---
title: "Dataframe Analysis"
author: "Barry"
date: "2/2/2022"
output: html_document
---

According to the World Health Organization (WHO) stroke is the 2nd leading cause of death globally, responsible for approximately 11% of total deaths.
This dataset is used to predict whether a patient is likely to get stroke based on the input parameters like gender, age, various diseases, and smoking status. Each row in the data provides relavant information about the patient:

Attribute Information
1) gender: "Male", "Female"
2) age: age of the patient
3) hypertension: No if the patient doesn't have hypertension, Yes if the patient has hypertension
4) heart_disease: No if the patient doesn't have any heart diseases, Yes if the patient has a heart disease
5) ever_married: "No" or "Yes"
6) work_type: "children", "Govt_jov", "Never_worked", "Private" or "Self-employed"
7) Residence_type: "Rural" or "Urban"
8) avg_glucose_level: average glucose level in blood
9) bmi: body mass index
10) smoking_status: "formerly smoked", "never smoked", "smokes" or "Unknown"*
11) stroke: Yes if the patient had a stroke and No if not

*Note: "Unknown" in smoking_status means that the information is unavailable for this patient

Please do not edit the code block below. For those interested, I am performing some basic cleaning on the dataset by 1. Removing the observation whose sex is not recorded (Other) 2. Setting the 'ID' column to rownames 3. Converting the character columns to factors.

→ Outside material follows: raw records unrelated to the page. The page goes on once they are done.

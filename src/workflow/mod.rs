//! Save workflow.
//!
//! Drives the repository through checkout, stage, commit and force-push,
//! stopping at the first decisive result. Every run ends in exactly one
//! [`Outcome`]; errors never escape [`SaveWorkflow::run`].

mod report;


pub use report::respond;

use std::fmt::Write;

use chrono::{DateTime, Local};
use regex::Regex;
use tracing::{info, warn};

use crate::config::Config;
use crate::error::Error;
use crate::git::{parse_name_status, ChangeRecord, CommandRunner, Git};
use crate::hook::SaveCommand;

/// Details of a published snapshot.
#[derive(Debug, Clone, PartialEq, Eq)]
pub struct SaveSummary {
    pub message: String,
    pub short_hash: String,
    pub changes: Vec<ChangeRecord>,
}

/// Terminal state of a save run.
#[derive(Debug, Clone, PartialEq, Eq)]
pub enum Outcome {
    /// Nothing staged and nothing unstaged.
    NoChanges,
    /// The tree is dirty but staging produced nothing, twice.
    StageFailed,
    /// Commit reported there was nothing to commit.
    NothingToCommit,
    /// Commit failed for another reason.
    CommitFailed { error: String },
    /// Committed and pushed.
    Success(SaveSummary),
    /// Committed locally, push rejected. The local commit stays.
    PushFailed { error: String },
    /// Anything else, e.g. git could not be started.
    UnexpectedError { error: String },
}

impl Outcome {
    /// Whether the run left the repository in the requested state.
    pub fn is_ok(&self) -> bool {
        matches!(
            self,
            Outcome::Success(_) | Outcome::NoChanges | Outcome::NothingToCommit
        )
    }

    /// Short name for logs.
    pub fn name(&self) -> &'static str {
        match self {
            Outcome::NoChanges => "no_changes",
            Outcome::StageFailed => "stage_failed",
            Outcome::NothingToCommit => "nothing_to_commit",
            Outcome::CommitFailed { .. } => "commit_failed",
            Outcome::Success(_) => "success",
            Outcome::PushFailed { .. } => "push_failed",
            Outcome::UnexpectedError { .. } => "unexpected_error",
        }
    }
}

/// Build the commit message: `<prefix>: <timestamp>[ - <annotation>]`.
pub fn commit_message(prefix: &str, timestamp: &str, annotation: Option<&str>) -> String {
    match annotation {
        Some(note) if !note.is_empty() => format!("{}: {} - {}", prefix, timestamp, note),
        _ => format!("{}: {}", prefix, timestamp),
    }
}

/// Render `now` with a strftime format, rejecting unknown specifiers.
fn format_timestamp(now: DateTime<Local>, format: &str) -> Result<String, Error> {
    let mut out = String::new();
    write!(out, "{}", now.format(format))
        .map_err(|_| Error::other(format!("invalid timestamp format: {}", format)))?;
    Ok(out)
}

/// Runs the save sequence against one repository.
pub struct SaveWorkflow<'a, R: CommandRunner + ?Sized> {
    config: &'a Config,
    git: Git<'a, R>,
}

impl<'a, R: CommandRunner + ?Sized> SaveWorkflow<'a, R> {
    pub fn new(config: &'a Config, runner: &'a R) -> Self {
        Self {
            config,
            git: Git::new(runner, &config.git_binary),
        }
    }

    /// Run with the current local time as commit timestamp.
    pub fn run(&self, command: &SaveCommand) -> Outcome {
        self.run_at(command, Local::now())
    }

    /// Run with an explicit commit timestamp.
    pub fn run_at(&self, command: &SaveCommand, now: DateTime<Local>) -> Outcome {
        let outcome = match self.try_run(command, now) {
            Ok(outcome) => outcome,
            Err(e) => Outcome::UnexpectedError {
                error: e.to_string(),
            },
        };
        info!(outcome = outcome.name(), "save finished");
        outcome
    }

    fn try_run(&self, command: &SaveCommand, now: DateTime<Local>) -> Result<Outcome, Error> {
        // Compile before touching the repository so a bad pattern is a no-op.
        let nothing_to_commit = self.config.nothing_to_commit_matcher()?;

        self.prepare()?;

        self.git.add_all()?;
        let mut staged = self.git.staged_name_status()?;

        if staged.stdout.trim().is_empty() {
            let status = self.git.status_porcelain()?;
            if status.stdout.trim().is_empty() {
                return Ok(Outcome::NoChanges);
            }

            // Dirty tree but nothing staged: one more attempt.
            self.git.add_all()?;
            staged = self.git.staged_name_status()?;
            if staged.stdout.trim().is_empty() {
                warn!("working tree is dirty but nothing could be staged");
                return Ok(Outcome::StageFailed);
            }
        }

        let changes = parse_name_status(&staged.stdout);

        let timestamp = format_timestamp(now, &self.config.timestamp_format)?;
        let message = commit_message(
            &self.config.commit_prefix,
            &timestamp,
            command.annotation.as_deref(),
        );

        if let Some(outcome) = self.commit(&message, &nothing_to_commit)? {
            return Ok(outcome);
        }

        let push = self.git.force_push(&self.config.remote, &self.config.branch)?;
        if !push.success() {
            warn!(
                remote = %self.config.remote,
                branch = %self.config.branch,
                "push failed, local commit kept"
            );
            return Ok(Outcome::PushFailed {
                error: push.error_text().to_string(),
            });
        }

        let short_hash = self.git.short_head()?;
        Ok(Outcome::Success(SaveSummary {
            message,
            short_hash,
            changes,
        }))
    }

    /// Best-effort branch switch and index refresh.
    fn prepare(&self) -> Result<(), Error> {
        let checkout = self.git.checkout(&self.config.branch)?;
        if !checkout.success() {
            if self.config.strict_checkout {
                return Err(Error::Checkout {
                    branch: self.config.branch.clone(),
                    message: checkout.error_text().to_string(),
                });
            }
            warn!(
                branch = %self.config.branch,
                error = checkout.error_text(),
                "branch switch failed, continuing on current branch"
            );
        }

        // update-index exits 1 whenever files need updating; that is expected.
        let refresh = self.git.refresh_index()?;
        if !refresh.success() && !refresh.stderr.trim().is_empty() {
            warn!(error = refresh.error_text(), "index refresh failed");
        }

        Ok(())
    }

    /// Commit, returning the terminal outcome when it fails.
    fn commit(&self, message: &str, nothing_to_commit: &Regex) -> Result<Option<Outcome>, Error> {
        let commit = self.git.commit(message)?;
        if commit.success() {
            return Ok(None);
        }

        if nothing_to_commit.is_match(&commit.combined()) {
            return Ok(Some(Outcome::NothingToCommit));
        }

        Ok(Some(Outcome::CommitFailed {
            error: commit.error_text().to_string(),
        }))
    }
}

Run the code block to load the dataset.

```{R}
library(dplyr)
dataset <- data.frame(read.delim("https://raw.githubusercontent.com/BarryDigby/Youth-Academy/master/data/stroke-data.csv", sep=",", header=T))
dataset <- dataset[-c(which(dataset$gender == "Other")),]
rownames(dataset) <- dataset$id
dataset <- dataset[,c(2:length(dataset))]
factor_features <- c("gender", "hypertension", "heart_disease", "ever_married", "work_type", "Residence_type", "smoking_status", "stroke")
dataset <- dataset %>%
  mutate_at(factor_features, as.factor)
```


# Part 1

First, answer some basic questions about the dataset. 

Create a new code block and record your answers below the code block:

Q1: How many patients are in the dataset? 

Q2: How many males and females are in the dataset? (Hint: use table() on the gender column).

Q3: What is the average (mean) age of patients in the dataset? (Hint use mean() on the age column).

Q4: What is the age of the youngest and eldest patient in the dataset? (Hint use min() and max() on the age column).

Q5: How many patients in the dataset have had a stroke? (similar to Q2)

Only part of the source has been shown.